Lush, blowsy, sensual…and fleeting
The Resale Evangelista
“The flowers bend their bright bodies, and tip their fragrance to the air, and rise, their red stems holding all that dampness and recklessness gladly and lightly, and there it is again…beauty, the brave, the exemplary, blazing open….
“Do you also hurry, half-dressed and barefoot, into the garden and softly, and exclaiming of their dearness, fill your arms with the white and pink flowers, with their honeyed heaviness, their lush trembling, their eagerness to be wild and perfect for a moment, before they are nothing, forever?”
From “Peonies,” a poem by Mary Oliver
Peonies in bloom
Peonies are the flowers closest to my true heart.
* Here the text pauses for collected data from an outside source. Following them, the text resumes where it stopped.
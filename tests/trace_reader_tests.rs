// tests/trace_reader_tests.rs
//
// File-level reading: header validation, per-line failures, compression

use std::fs;
use std::io::Write;

use io_replay::record::{CaptureRecord, OpKind, ReplayRecord, TraceKind};
use io_replay::status::{FormatError, TraceError};
use io_replay::tokenizer::TraceLimits;
use io_replay::trace_reader::{probe_header, TraceFileReader, TraceItem};
use tempfile::TempDir;

fn write_trace(dir: &TempDir, name: &str, content: &[u8]) -> std::path::PathBuf {
    let path = dir.path().join(name);
    fs::write(&path, content).unwrap();
    path
}

fn split(items: impl Iterator<Item = TraceItem<ReplayRecord>>) -> (Vec<(u64, ReplayRecord)>, Vec<(u64, FormatError)>) {
    let mut records = Vec::new();
    let mut errors = Vec::new();
    for item in items {
        match item {
            TraceItem::Record { line, record } => records.push((line, record)),
            TraceItem::Malformed { line, error } => errors.push((line, error)),
            TraceItem::Failed(e) => panic!("unexpected read failure: {}", e),
        }
    }
    (records, errors)
}

#[test]
fn test_version_mismatch_yields_nothing() {
    let dir = TempDir::new().unwrap();
    let path = write_trace(&dir, "v2.replay", b"REPLAY,2\nWRITE,/data/a,4096,0\n");

    match TraceFileReader::<ReplayRecord>::open(&path, TraceLimits::default()) {
        Err(TraceError::VersionMismatch { kind, found, supported }) => {
            assert_eq!(kind, TraceKind::Replay);
            assert_eq!(found, 2);
            assert_eq!(supported, 1);
        }
        Err(e) => panic!("wrong error: {}", e),
        Ok(_) => panic!("version 2 trace was accepted"),
    }
}

#[test]
fn test_one_record_and_one_overlong_line() {
    let dir = TempDir::new().unwrap();
    let mut content = b"REPLAY,1\nWRITE,/data/a,4096,0\n".to_vec();
    content.extend(std::iter::repeat(b'A').take(9000));
    content.push(b'\n');
    let path = write_trace(&dir, "mixed.replay", &content);

    let reader = TraceFileReader::<ReplayRecord>::open(&path, TraceLimits::default()).unwrap();
    let (records, errors) = split(reader);

    assert_eq!(records.len(), 1);
    assert_eq!(records[0].0, 2);
    assert_eq!(records[0].1, ReplayRecord::new(OpKind::Write, "/data/a").with_size(4096));

    assert_eq!(errors.len(), 1);
    assert_eq!(errors[0].0, 3);
    assert!(matches!(errors[0].1, FormatError::LineTooLong { len: 9000, max: 8192 }));
}

#[test]
fn test_bad_lines_do_not_stop_reading() {
    let dir = TempDir::new().unwrap();
    let path = write_trace(
        &dir,
        "bad.replay",
        b"REPLAY,1\n\
          # comment\n\
          \n\
          SEEK,/a\n\
          READ,/a\n\
          a,b,c,d,e,f,g,h,i,j,k\n\
          STAT,/a\r\n\
          UNLINK,/a",
    );

    let reader = TraceFileReader::<ReplayRecord>::open(&path, TraceLimits::default()).unwrap();
    let (records, errors) = split(reader);

    let kinds: Vec<_> = records.iter().map(|(_, r)| r.kind).collect();
    assert_eq!(kinds, vec![OpKind::Stat, OpKind::Unlink]);
    assert_eq!(records[0].0, 7);
    assert_eq!(records[1].0, 8);

    let lines: Vec<_> = errors.iter().map(|(l, _)| *l).collect();
    assert_eq!(lines, vec![4, 5, 6]);
    assert!(matches!(errors[0].1, FormatError::UnknownOpKind(_)));
    assert!(matches!(errors[1].1, FormatError::MissingField { field: "size", .. }));
    assert!(matches!(errors[2].1, FormatError::TooManyTokens { .. }));
}

#[test]
fn test_header_errors_are_fatal() {
    let dir = TempDir::new().unwrap();
    let limits = TraceLimits::default();

    let empty = write_trace(&dir, "empty", b"");
    assert!(matches!(
        TraceFileReader::<ReplayRecord>::open(&empty, limits),
        Err(TraceError::MissingHeader)
    ));

    let garbage = write_trace(&dir, "garbage", b"WRITE,/data/a,4096,0\n");
    assert!(matches!(
        TraceFileReader::<ReplayRecord>::open(&garbage, limits),
        Err(TraceError::InvalidHeader(_))
    ));

    let capture = write_trace(&dir, "cap", b"CAPTURE,1\n");
    assert!(matches!(
        TraceFileReader::<ReplayRecord>::open(&capture, limits),
        Err(TraceError::WrongTraceKind { .. })
    ));
    assert_eq!(probe_header(&capture, limits).unwrap().kind, TraceKind::Capture);
}

#[test]
fn test_zstd_trace() {
    let dir = TempDir::new().unwrap();
    let path = dir.path().join("trace.capture.zst");
    let plain = b"CAPTURE,1\nWRITE,/data/a,4096,0,100,2000,7,SUCCESS\nSTAT,/data/a,0,0,150,900,7,ERROR\n";
    let mut enc = zstd::stream::write::Encoder::new(fs::File::create(&path).unwrap(), 3).unwrap();
    enc.write_all(plain).unwrap();
    enc.finish().unwrap();

    let reader = TraceFileReader::<CaptureRecord>::open(&path, TraceLimits::default()).unwrap();
    let records: Vec<CaptureRecord> = reader
        .filter_map(|item| match item {
            TraceItem::Record { record, .. } => Some(record),
            _ => None,
        })
        .collect();
    assert_eq!(records.len(), 2);
    assert_eq!(records[0].tid, 7);
    assert_eq!(records[1].kind, OpKind::Stat);
}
Not for me the strait-laced daffodils and simple tulips. I crave the peony and its unkempt beauty.
Big and bold, sensual and messy, sturdy enough to keep coming back in the garden for decades–but fleeting in their bloom time, best picked and savored when their buds are the size of fists. Bring them inside and they burst open like fireworks. Yes, sometimes they bring in ants. So what? Life has ants. Get over it.
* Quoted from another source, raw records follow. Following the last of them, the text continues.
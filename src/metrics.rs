//! Shared metrics collection infrastructure
//!
//! Size-bucketed HDR histograms for detailed latency analysis, one set per
//! operation kind.

use hdrhistogram::Histogram;
use parking_lot::Mutex;
use std::sync::Arc;
use std::time::Duration;

use crate::record::OpKind;

/// Number of size buckets for histogram collection
pub const NUM_BUCKETS: usize = 9;

/// Labels for each size bucket
pub const BUCKET_LABELS: [&str; NUM_BUCKETS] = [
    "zero",
    "1B-8KiB",
    "8KiB-64KiB",
    "64KiB-512KiB",
    "512KiB-4MiB",
    "4MiB-32MiB",
    "32MiB-256MiB",
    "256MiB-2GiB",
    ">2GiB",
];

/// Highest trackable latency: one hour in microseconds
const MAX_LATENCY_US: u64 = 3_600_000_000;

/// Determine which size bucket a given byte count belongs to
pub fn bucket_index(nbytes: u64) -> usize {
    const KIB: u64 = 1024;
    const MIB: u64 = 1024 * KIB;
    match nbytes {
        0 => 0,
        n if n <= 8 * KIB => 1,
        n if n <= 64 * KIB => 2,
        n if n <= 512 * KIB => 3,
        n if n <= 4 * MIB => 4,
        n if n <= 32 * MIB => 5,
        n if n <= 256 * MIB => 6,
        n if n <= 2048 * MIB => 7,
        _ => 8,
    }
}

fn new_histogram() -> Histogram<u64> {
    // Fixed, valid bounds; allocation cannot fail
    Histogram::<u64>::new_with_bounds(1, MAX_LATENCY_US, 3).expect("failed to allocate histogram")
}

/// Latency summary of one histogram, in microseconds
#[derive(Debug, Clone, Copy, PartialEq)]
pub struct LatencySummary {
    pub count: u64,
    pub mean: f64,
    pub p50: u64,
    pub p90: u64,
    pub p95: u64,
    pub p99: u64,
    pub max: u64,
}

impl LatencySummary {
    pub fn from_histogram(hist: &Histogram<u64>) -> Option<Self> {
        if hist.is_empty() {
            return None;
        }
        Some(Self {
            count: hist.len(),
            mean: hist.mean(),
            p50: hist.value_at_quantile(0.50),
            p90: hist.value_at_quantile(0.90),
            p95: hist.value_at_quantile(0.95),
            p99: hist.value_at_quantile(0.99),
            max: hist.max(),
        })
    }
}

/// Size-bucketed histograms for one operation type
#[derive(Debug, Clone)]
pub struct OpHists {
    pub buckets: Arc<Vec<Mutex<Histogram<u64>>>>,
}

impl OpHists {
    /// Create a new set of histograms (one per size bucket)
    pub fn new() -> Self {
        let v = (0..NUM_BUCKETS).map(|_| Mutex::new(new_histogram())).collect();
        OpHists {
            buckets: Arc::new(v),
        }
    }

    /// Record a latency measurement in the appropriate size bucket
    pub fn record(&self, bucket: usize, duration: Duration) {
        let micros = (duration.as_micros() as u64).clamp(1, MAX_LATENCY_US);
        let _ = self.buckets[bucket].lock().record(micros);
    }

    pub fn count(&self) -> u64 {
        self.buckets.iter().map(|b| b.lock().len()).sum()
    }

    /// Per-bucket summaries, skipping empty buckets
    pub fn bucket_summaries(&self) -> Vec<(usize, LatencySummary)> {
        self.buckets
            .iter()
            .enumerate()
            .filter_map(|(i, m)| LatencySummary::from_histogram(&m.lock()).map(|s| (i, s)))
            .collect()
    }

    /// Print a summary of all buckets for this operation
    pub fn print_summary(&self, op: &str) {
        println!("\n{} latency (µs):", op);
        for (i, s) in self.bucket_summaries() {
            println!(
                "  [{:>13}] count={:<8} mean={:<8.0} p50={:<8} p95={:<8} p99={:<8} max={:<8}",
                BUCKET_LABELS[i], s.count, s.mean, s.p50, s.p95, s.p99, s.max
            );
        }
    }

    /// Get a combined histogram across all size buckets (for aggregated percentiles)
    pub fn combined_histogram(&self) -> Histogram<u64> {
        let mut combined = new_histogram();
        for bucket_hist in self.buckets.iter() {
            combined.add(&*bucket_hist.lock()).ok();
        }
        combined
    }
}

impl Default for OpHists {
    fn default() -> Self {
        Self::new()
    }
}

/// One [`OpHists`] per operation kind
#[derive(Debug, Clone)]
pub struct KindHists {
    kinds: Arc<Vec<OpHists>>,
}

impl KindHists {
    pub fn new() -> Self {
        Self {
            kinds: Arc::new((0..OpKind::COUNT).map(|_| OpHists::new()).collect()),
        }
    }

    pub fn record(&self, kind: OpKind, nbytes: u64, duration: Duration) {
        self.kinds[kind.index()].record(bucket_index(nbytes), duration);
    }

    pub fn get(&self, kind: OpKind) -> &OpHists {
        &self.kinds[kind.index()]
    }

    /// Kinds with at least one sample, in declaration order
    pub fn active(&self) -> impl Iterator<Item = (OpKind, &OpHists)> + '_ {
        OpKind::ALL
            .iter()
            .map(move |&k| (k, self.get(k)))
            .filter(|(_, h)| h.count() > 0)
    }

    /// All samples across every kind and bucket
    pub fn combined_histogram(&self) -> Histogram<u64> {
        let mut combined = new_histogram();
        for h in self.kinds.iter() {
            combined.add(&h.combined_histogram()).ok();
        }
        combined
    }

    pub fn print_summary(&self) {
        for (kind, hists) in self.active() {
            hists.print_summary(kind.as_str());
        }
    }
}

impl Default for KindHists {
    fn default() -> Self {
        Self::new()
    }
}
Delicious and blowsy, the white blossoms are tipped with scarlet–the scarlet letter? The pinks are sugarplum fairies, a little girl’s dream. And the scarlet blooms? They unfold wantonly, revealing gaudy yellow pistils. Only their scent is subtle, a soft and romantic fragrance that whispers intimacies.
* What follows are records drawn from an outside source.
//! Bounded record tokenizer
//!
//! Splits one trace line into at most `max_tokens` fields. Limits are
//! checked before any work is done on the line, and tokenization is
//! all-or-nothing: a line that breaks a limit never yields a partial
//! [`TokenSet`].

use serde::{Deserialize, Serialize};

use crate::constants::{COMMENT_MARKER, FIELD_DELIMITER, MAX_LINE_LEN, MAX_TOKENS};
use crate::status::FormatError;

/// Size and arity ceilings applied to every trace line.
#[derive(Debug, Clone, Copy, PartialEq, Eq, Serialize, Deserialize)]
pub struct TraceLimits {
    /// Maximum line length in bytes, terminator excluded
    #[serde(default = "default_max_line_len")]
    pub max_line_len: usize,

    /// Maximum number of delimited fields per line
    #[serde(default = "default_max_tokens")]
    pub max_tokens: usize,
}

fn default_max_line_len() -> usize {
    MAX_LINE_LEN
}

fn default_max_tokens() -> usize {
    MAX_TOKENS
}

impl Default for TraceLimits {
    fn default() -> Self {
        Self {
            max_line_len: MAX_LINE_LEN,
            max_tokens: MAX_TOKENS,
        }
    }
}

/// Ordered tokens borrowed from one line. Token 0 is the operation kind.
#[derive(Debug, Clone, PartialEq, Eq)]
pub struct TokenSet<'a> {
    tokens: Vec<&'a str>,
}

impl<'a> TokenSet<'a> {
    pub fn len(&self) -> usize {
        self.tokens.len()
    }

    pub fn is_empty(&self) -> bool {
        self.tokens.is_empty()
    }

    pub fn get(&self, idx: usize) -> Option<&'a str> {
        self.tokens.get(idx).copied()
    }

    /// Like [`get`](Self::get), but an empty token counts as absent.
    pub fn optional(&self, idx: usize) -> Option<&'a str> {
        self.get(idx).filter(|t| !t.is_empty())
    }

    pub fn as_slice(&self) -> &[&'a str] {
        &self.tokens
    }

    pub fn iter(&self) -> impl Iterator<Item = &'a str> + '_ {
        self.tokens.iter().copied()
    }

    /// Re-join with the field delimiter. Inverse of tokenization.
    pub fn join(&self) -> String {
        let mut out = String::new();
        for (i, tok) in self.tokens.iter().enumerate() {
            if i > 0 {
                out.push(FIELD_DELIMITER);
            }
            out.push_str(tok);
        }
        out
    }
}

/// Line tokenizer configured with explicit limits.
#[derive(Debug, Clone, Copy, Default)]
pub struct Tokenizer {
    limits: TraceLimits,
}

impl Tokenizer {
    pub fn new(limits: TraceLimits) -> Self {
        Self { limits }
    }

    pub fn limits(&self) -> TraceLimits {
        self.limits
    }

    /// Tokenize one line (without its terminator).
    ///
    /// Returns `Ok(None)` for blank and comment lines. The length limit is
    /// applied first, to every line, comments included.
    pub fn tokenize<'a>(&self, line: &'a [u8]) -> Result<Option<TokenSet<'a>>, FormatError> {
        if line.len() > self.limits.max_line_len {
            return Err(FormatError::LineTooLong {
                len: line.len(),
                max: self.limits.max_line_len,
            });
        }

        if is_ignorable(line) {
            return Ok(None);
        }

        let text = std::str::from_utf8(line).map_err(|_| FormatError::InvalidUtf8)?;

        // Growable but capped: stop the moment the limit is crossed.
        let mut tokens = Vec::with_capacity(self.limits.max_tokens.min(MAX_TOKENS));
        for tok in text.split(FIELD_DELIMITER) {
            if tokens.len() == self.limits.max_tokens {
                return Err(FormatError::TooManyTokens {
                    max: self.limits.max_tokens,
                });
            }
            tokens.push(tok);
        }

        Ok(Some(TokenSet { tokens }))
    }

    /// Convenience wrapper for string input.
    pub fn tokenize_str<'a>(&self, line: &'a str) -> Result<Option<TokenSet<'a>>, FormatError> {
        self.tokenize(line.as_bytes())
    }
}

/// Blank (empty or ASCII whitespace only) or comment-marked line.
fn is_ignorable(line: &[u8]) -> bool {
    match line.first() {
        None => true,
        Some(&COMMENT_MARKER) => true,
        Some(_) => line.iter().all(|b| b.is_ascii_whitespace()),
    }
}

#[cfg(test)]
mod tests {
    use super::*;

    fn tok() -> Tokenizer {
        Tokenizer::default()
    }

    #[test]
    fn test_tokenize_basic() {
        let line = "WRITE,/data/a,4096,0";
        let set = tok().tokenize_str(line).unwrap().unwrap();
        assert_eq!(set.as_slice(), &["WRITE", "/data/a", "4096", "0"]);
        assert_eq!(set.join(), line);
    }

    #[test]
    fn test_empty_fields_preserved() {
        let line = "RENAME,/a,,,,,/b";
        let set = tok().tokenize_str(line).unwrap().unwrap();
        assert_eq!(set.len(), 7);
        assert_eq!(set.optional(2), None);
        assert_eq!(set.optional(6), Some("/b"));
        assert_eq!(set.join(), line);
    }

    #[test]
    fn test_blank_and_comment_lines() {
        assert!(tok().tokenize_str("").unwrap().is_none());
        assert!(tok().tokenize_str("   \t").unwrap().is_none());
        assert!(tok().tokenize_str("# a comment, with, commas").unwrap().is_none());
    }

    #[test]
    fn test_line_too_long() {
        let line = "A".repeat(MAX_LINE_LEN + 1);
        let err = tok().tokenize_str(&line).unwrap_err();
        assert_eq!(
            err,
            FormatError::LineTooLong {
                len: MAX_LINE_LEN + 1,
                max: MAX_LINE_LEN
            }
        );

        // Exactly at the limit is fine
        let line = "A".repeat(MAX_LINE_LEN);
        assert!(tok().tokenize_str(&line).unwrap().is_some());
    }

    #[test]
    fn test_long_comment_still_rejected() {
        let line = format!("#{}", "x".repeat(MAX_LINE_LEN));
        assert!(matches!(
            tok().tokenize_str(&line),
            Err(FormatError::LineTooLong { .. })
        ));
    }

    #[test]
    fn test_too_many_tokens() {
        let ten = vec!["f"; MAX_TOKENS].join(",");
        assert_eq!(tok().tokenize_str(&ten).unwrap().unwrap().len(), MAX_TOKENS);

        let eleven = vec!["f"; MAX_TOKENS + 1].join(",");
        assert_eq!(
            tok().tokenize_str(&eleven).unwrap_err(),
            FormatError::TooManyTokens { max: MAX_TOKENS }
        );
    }

    #[test]
    fn test_custom_limits() {
        let t = Tokenizer::new(TraceLimits {
            max_line_len: 8,
            max_tokens: 2,
        });
        assert!(t.tokenize_str("a,b").is_ok());
        assert!(matches!(t.tokenize_str("a,b,c"), Err(FormatError::TooManyTokens { max: 2 })));
        assert!(matches!(t.tokenize_str("abcdefghi"), Err(FormatError::LineTooLong { len: 9, max: 8 })));
    }

    #[test]
    fn test_invalid_utf8() {
        let line = [b'R', b'E', b'A', b'D', b',', 0xff, 0xfe];
        assert_eq!(tok().tokenize(&line).unwrap_err(), FormatError::InvalidUtf8);
    }
}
It’s June and the peonies are blooming. When I lived in St. Louis, I would occasionally slip into the darkness of a June night with scissors, looting the neglected peony bushes of neighbors. They might be content to let the flowers bloom and wither without gathering them, but I was greedy. I wanted more peonies, even, than my own shrubs produced.
Peonies don’t grow in Santa Barbara–not for them a gentle climate; they need a harsh winter to produce their bounty. But the universe was generous. Trader Joe’s was awash in peonies, buds not yet burst, when I stopped in for groceries. True to my greedy self, I gathered an armload, then augmented them with ferns and geranium leaves cut from the gardens around the house into two billowing bouquets.
What, you may be asking, does this paeon to peonies (which, by the way, are named for Paean, physician to the gods of Greek mythology) have to do with a simplified, artful life–or with buying resale.
It’s simple, really. I’ve made physical and emotional room in my life to enjoy the beauty of the peonies, and to take time to tell you why I love them. Could any pursuit be more luxurious? I think not.